Diagnosis is made after children present with symptoms. The illness should be thought for children who have both a developmental delay and stiffness of the ankles and legs that interfere with walking. It should also be thought of anytime that other urea cycle disorders are considered. The lab test of choice is to measure arginase activity in red blood cells. If patients are truly deficient then they will have below normal activity levels. In patients in which there is a high chance of disease and only mildly elevated levels of arginine in the blood, more testing should be done. In other urea cycle disorders, patients tend to have hyperammonemia (a high amount of ammonia in the blood), but in arginase deficiency the ammonia levels are rarely raised. No prenatal diagnosis is currently done. If patients have one child with this disease, then they can be counseled about risk of disease in future children. Since this disease is inherited in an autosomal recessive pattern, each time carrier parents have a child there is a 25% chance that they will have an affected child.
Treatment and management
Treatment of arginase deficiency is similar to treatment methods for other urea cycle disorders. One would want to decrease, as much as one could, the amount of arginine that is building up. This is done through control of protein intake in foods. Arginine is one of the twenty amino acids that make up proteins, and if its intake is stopped, then the amount that can build up in a patient will be lessened. Supplements of essential amino acids (amino acids that cannot be made by the body and must be obtained through food) are given so that children do not become ill from malnourishment.

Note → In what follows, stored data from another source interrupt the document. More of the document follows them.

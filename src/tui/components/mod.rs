//! Render functions for each screen region
//!
//! Each component takes the slice of state it draws and the area to draw it
//! in; none of them mutate application state.

pub mod filter_bar;
pub mod logs_panel;
pub mod near_me_panel;
pub mod results_table;
pub mod status_bar;
pub mod toast;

Other symptoms can also be controlled. For example, patients who have seizures should be treated with an anti-seizure medication. Also, physical therapy can be helpful for patients with stiff legs and problems walking.
The long-term effects of arginase deficiency are better than that for other urea cycle disorders. With proper food intake, children can have much milder symptoms. Often, though, the disease is not found until after severe problems have occurred. Data about patients that live until they are adults is limited, but many cases of patients living through teenage years have been reported. Hence, prognosis is clearly related to how early the disease can be found. This means that it is a very good idea for children to get tested when this group of symptoms are present.
Behrman, Richard, et al. Nelson Textbook of Pediatrics. Philadelphia, Pennsylvania: W. B. Saunders Company, 2000.
Lindor, Noralane, et al., "Initial Assessment of Infants and Children With Suspected Inborns Errors of Metabolism" Mayo Clinical Proceedings 70, no. 10 (October 1995): 987-988.
Scheuerle, Angela, et al., "Arginase Deficiency Presenting as Cerebral Palsy" Pediatrics 91, no. 5 (May 1993): 995-996.